*What you have to do*. The answer must be every line of the records below that contains the word "powershell".

*Records for the task*.
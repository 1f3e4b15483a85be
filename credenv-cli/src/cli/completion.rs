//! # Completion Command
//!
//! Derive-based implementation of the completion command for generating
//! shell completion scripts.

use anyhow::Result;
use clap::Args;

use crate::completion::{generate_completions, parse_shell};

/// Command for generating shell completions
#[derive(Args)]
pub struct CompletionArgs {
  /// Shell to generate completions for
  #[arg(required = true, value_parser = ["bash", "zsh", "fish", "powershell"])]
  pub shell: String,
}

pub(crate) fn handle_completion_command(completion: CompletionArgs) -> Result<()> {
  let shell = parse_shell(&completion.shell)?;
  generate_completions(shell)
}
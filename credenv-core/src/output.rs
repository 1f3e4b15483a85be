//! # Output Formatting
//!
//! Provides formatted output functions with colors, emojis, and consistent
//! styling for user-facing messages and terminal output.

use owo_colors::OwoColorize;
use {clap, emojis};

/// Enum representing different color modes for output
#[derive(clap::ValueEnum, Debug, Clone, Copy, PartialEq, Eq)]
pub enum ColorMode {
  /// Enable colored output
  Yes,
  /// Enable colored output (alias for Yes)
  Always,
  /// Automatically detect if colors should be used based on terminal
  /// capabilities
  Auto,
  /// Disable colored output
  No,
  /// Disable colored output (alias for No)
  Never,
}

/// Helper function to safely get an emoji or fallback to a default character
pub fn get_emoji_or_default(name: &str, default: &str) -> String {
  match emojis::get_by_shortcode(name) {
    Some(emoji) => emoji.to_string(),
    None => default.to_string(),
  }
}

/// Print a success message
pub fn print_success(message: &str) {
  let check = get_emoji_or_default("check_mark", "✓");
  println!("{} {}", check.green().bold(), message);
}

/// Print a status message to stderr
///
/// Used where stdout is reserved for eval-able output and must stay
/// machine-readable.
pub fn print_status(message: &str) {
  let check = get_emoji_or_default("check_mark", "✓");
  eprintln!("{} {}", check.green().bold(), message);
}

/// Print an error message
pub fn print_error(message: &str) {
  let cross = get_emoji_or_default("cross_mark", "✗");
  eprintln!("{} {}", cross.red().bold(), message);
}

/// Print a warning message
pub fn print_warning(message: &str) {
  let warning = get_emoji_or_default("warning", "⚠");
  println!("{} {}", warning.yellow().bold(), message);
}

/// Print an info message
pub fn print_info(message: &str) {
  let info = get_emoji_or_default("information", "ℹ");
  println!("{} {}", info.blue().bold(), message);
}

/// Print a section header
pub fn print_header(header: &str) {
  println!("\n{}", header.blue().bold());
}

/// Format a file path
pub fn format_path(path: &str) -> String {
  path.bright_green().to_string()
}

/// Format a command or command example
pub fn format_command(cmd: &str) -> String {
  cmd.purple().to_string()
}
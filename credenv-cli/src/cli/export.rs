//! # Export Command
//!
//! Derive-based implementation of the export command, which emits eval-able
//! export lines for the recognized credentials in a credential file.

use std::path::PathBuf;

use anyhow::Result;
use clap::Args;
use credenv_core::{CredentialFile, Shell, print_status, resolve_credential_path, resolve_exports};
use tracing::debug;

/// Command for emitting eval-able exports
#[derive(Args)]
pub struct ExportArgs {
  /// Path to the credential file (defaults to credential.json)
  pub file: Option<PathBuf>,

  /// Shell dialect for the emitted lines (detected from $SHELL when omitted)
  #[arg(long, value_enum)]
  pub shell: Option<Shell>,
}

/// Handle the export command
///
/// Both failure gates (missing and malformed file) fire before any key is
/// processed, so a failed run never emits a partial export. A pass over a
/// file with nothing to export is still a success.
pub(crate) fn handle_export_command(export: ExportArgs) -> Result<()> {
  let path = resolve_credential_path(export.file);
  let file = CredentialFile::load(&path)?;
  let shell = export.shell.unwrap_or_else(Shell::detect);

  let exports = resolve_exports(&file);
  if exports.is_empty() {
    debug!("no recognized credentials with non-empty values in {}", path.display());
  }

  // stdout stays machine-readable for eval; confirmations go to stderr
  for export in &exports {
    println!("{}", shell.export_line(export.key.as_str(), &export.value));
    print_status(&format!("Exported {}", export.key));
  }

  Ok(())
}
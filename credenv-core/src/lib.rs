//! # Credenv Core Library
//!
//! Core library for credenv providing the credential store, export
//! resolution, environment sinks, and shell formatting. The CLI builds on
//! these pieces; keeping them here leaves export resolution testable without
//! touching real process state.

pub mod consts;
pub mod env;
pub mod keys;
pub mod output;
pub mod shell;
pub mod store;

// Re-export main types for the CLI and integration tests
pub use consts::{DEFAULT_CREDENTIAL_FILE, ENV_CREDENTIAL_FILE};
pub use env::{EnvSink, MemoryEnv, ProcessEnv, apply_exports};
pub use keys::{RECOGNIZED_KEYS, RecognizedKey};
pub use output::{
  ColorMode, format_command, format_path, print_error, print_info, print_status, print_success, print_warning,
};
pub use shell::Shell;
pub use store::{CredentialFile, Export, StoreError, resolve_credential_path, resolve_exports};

--

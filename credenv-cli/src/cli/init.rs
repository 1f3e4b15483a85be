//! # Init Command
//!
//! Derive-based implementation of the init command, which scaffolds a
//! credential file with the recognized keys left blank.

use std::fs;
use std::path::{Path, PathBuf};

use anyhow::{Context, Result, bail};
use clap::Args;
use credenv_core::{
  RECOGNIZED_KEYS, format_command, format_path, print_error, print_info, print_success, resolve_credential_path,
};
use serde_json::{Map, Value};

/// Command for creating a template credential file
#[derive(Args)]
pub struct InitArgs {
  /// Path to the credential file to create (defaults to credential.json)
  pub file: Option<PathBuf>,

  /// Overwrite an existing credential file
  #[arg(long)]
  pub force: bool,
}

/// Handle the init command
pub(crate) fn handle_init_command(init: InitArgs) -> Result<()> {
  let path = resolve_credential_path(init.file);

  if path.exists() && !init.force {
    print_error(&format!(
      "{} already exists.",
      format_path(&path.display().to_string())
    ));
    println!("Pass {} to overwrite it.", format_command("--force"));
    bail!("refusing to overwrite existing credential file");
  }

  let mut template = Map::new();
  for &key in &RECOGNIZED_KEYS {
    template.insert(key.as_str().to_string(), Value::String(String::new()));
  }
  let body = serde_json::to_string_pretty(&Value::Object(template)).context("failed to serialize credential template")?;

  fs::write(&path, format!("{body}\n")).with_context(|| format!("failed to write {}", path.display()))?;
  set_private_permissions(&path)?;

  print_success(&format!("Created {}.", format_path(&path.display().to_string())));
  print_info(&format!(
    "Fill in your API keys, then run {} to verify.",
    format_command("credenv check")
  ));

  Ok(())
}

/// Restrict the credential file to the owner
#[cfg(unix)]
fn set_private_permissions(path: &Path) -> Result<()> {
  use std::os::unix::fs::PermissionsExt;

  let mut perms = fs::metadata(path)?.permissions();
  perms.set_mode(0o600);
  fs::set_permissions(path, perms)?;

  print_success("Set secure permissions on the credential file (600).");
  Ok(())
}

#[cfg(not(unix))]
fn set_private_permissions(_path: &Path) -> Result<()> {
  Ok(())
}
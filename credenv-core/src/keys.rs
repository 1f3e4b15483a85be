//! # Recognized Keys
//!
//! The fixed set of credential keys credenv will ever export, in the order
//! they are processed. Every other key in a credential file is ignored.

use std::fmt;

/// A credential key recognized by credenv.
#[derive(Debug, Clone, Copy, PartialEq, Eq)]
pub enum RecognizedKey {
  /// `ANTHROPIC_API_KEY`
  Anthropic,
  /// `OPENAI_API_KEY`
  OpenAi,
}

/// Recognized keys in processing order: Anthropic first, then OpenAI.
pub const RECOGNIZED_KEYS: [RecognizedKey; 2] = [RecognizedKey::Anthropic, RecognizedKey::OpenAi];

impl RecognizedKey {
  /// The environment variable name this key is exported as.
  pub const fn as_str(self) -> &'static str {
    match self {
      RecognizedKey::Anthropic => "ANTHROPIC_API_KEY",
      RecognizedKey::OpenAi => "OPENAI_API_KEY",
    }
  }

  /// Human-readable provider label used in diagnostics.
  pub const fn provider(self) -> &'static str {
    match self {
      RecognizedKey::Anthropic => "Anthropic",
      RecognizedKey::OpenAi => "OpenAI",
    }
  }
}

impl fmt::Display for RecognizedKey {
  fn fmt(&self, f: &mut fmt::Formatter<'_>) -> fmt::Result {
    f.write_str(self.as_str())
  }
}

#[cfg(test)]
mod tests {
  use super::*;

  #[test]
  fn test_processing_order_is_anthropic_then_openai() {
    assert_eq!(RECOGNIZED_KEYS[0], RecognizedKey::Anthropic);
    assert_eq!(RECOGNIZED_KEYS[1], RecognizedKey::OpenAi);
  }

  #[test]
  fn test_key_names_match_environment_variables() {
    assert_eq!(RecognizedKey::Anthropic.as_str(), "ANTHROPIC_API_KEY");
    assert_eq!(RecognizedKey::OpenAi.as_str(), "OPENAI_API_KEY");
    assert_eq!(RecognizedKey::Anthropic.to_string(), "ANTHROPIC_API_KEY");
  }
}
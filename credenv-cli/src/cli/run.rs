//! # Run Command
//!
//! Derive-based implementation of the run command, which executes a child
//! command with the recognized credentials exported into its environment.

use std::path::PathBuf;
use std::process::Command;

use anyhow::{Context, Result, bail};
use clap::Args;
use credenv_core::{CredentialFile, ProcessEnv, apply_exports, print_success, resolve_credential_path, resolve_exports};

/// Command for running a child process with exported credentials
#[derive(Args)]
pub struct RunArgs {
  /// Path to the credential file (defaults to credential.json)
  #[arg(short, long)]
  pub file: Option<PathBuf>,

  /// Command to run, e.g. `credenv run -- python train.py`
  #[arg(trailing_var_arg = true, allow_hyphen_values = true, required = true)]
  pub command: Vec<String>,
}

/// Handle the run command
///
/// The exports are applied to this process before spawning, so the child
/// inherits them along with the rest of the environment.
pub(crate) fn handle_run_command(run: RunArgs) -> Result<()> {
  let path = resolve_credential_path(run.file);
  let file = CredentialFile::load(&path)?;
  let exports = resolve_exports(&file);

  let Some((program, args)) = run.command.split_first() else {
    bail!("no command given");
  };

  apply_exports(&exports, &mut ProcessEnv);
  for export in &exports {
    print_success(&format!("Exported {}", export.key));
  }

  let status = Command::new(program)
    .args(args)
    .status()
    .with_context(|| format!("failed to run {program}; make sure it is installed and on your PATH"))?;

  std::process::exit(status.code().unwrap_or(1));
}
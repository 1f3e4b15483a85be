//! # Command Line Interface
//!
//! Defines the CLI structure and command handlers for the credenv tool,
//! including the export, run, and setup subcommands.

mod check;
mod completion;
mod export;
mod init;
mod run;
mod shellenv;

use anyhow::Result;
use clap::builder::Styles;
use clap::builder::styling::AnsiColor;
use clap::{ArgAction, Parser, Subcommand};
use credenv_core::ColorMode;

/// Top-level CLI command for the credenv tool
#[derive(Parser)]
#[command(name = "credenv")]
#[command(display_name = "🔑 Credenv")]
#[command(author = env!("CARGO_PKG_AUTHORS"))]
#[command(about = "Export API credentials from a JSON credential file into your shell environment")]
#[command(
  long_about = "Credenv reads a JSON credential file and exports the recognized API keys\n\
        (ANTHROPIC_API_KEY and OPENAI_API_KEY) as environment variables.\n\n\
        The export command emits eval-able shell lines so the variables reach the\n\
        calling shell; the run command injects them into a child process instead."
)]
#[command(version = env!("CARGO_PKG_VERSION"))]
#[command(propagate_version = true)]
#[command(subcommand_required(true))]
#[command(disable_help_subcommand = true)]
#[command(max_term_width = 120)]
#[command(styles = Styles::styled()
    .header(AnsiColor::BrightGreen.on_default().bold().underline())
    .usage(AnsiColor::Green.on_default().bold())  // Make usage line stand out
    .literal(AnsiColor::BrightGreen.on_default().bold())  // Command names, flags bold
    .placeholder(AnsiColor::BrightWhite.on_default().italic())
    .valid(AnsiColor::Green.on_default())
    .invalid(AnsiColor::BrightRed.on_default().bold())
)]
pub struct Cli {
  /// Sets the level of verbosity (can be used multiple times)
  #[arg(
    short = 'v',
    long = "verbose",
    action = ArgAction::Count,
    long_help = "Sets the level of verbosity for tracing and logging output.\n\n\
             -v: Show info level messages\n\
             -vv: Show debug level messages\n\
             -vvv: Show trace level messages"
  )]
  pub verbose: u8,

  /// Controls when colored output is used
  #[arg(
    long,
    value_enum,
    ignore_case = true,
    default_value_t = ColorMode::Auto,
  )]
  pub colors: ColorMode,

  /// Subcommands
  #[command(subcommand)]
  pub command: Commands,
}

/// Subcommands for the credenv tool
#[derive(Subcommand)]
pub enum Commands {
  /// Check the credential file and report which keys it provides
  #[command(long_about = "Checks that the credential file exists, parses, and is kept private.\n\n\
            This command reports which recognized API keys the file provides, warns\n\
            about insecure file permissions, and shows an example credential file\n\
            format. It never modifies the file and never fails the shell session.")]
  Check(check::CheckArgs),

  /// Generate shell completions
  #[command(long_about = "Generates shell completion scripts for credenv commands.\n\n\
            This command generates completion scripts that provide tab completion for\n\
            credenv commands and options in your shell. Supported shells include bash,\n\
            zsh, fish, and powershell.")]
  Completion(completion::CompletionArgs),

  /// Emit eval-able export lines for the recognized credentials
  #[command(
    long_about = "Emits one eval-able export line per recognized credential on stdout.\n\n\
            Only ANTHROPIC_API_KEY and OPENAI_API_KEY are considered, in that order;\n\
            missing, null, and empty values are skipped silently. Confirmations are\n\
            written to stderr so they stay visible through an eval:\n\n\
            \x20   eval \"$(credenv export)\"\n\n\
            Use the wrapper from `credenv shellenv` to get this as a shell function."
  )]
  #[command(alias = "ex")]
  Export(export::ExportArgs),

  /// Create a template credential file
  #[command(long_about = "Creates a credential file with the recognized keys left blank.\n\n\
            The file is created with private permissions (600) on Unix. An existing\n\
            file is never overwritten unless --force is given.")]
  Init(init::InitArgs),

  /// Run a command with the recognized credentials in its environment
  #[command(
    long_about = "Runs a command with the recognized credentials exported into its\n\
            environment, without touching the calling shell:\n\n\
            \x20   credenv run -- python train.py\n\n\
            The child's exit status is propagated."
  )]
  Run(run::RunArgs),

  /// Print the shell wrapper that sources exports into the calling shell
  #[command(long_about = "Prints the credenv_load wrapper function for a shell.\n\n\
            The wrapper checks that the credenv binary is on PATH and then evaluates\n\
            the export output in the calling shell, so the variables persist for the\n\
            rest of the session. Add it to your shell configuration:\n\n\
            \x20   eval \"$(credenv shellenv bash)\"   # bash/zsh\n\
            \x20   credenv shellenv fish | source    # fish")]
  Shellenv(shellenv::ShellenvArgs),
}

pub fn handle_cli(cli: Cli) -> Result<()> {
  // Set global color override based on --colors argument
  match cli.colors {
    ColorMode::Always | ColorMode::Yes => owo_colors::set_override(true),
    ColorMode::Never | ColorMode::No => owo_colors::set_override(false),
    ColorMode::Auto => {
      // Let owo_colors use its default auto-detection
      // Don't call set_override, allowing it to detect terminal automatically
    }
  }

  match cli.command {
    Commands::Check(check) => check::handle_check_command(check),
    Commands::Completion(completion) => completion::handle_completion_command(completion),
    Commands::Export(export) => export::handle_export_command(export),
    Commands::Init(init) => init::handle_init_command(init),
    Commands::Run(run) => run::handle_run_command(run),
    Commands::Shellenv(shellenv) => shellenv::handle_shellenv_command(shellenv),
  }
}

*Solution to the exercise*.
  #[arg(required = true, value_parser = ["bash", "zsh", "fish", "powershell"])]
            zsh, fish, and powershell.")]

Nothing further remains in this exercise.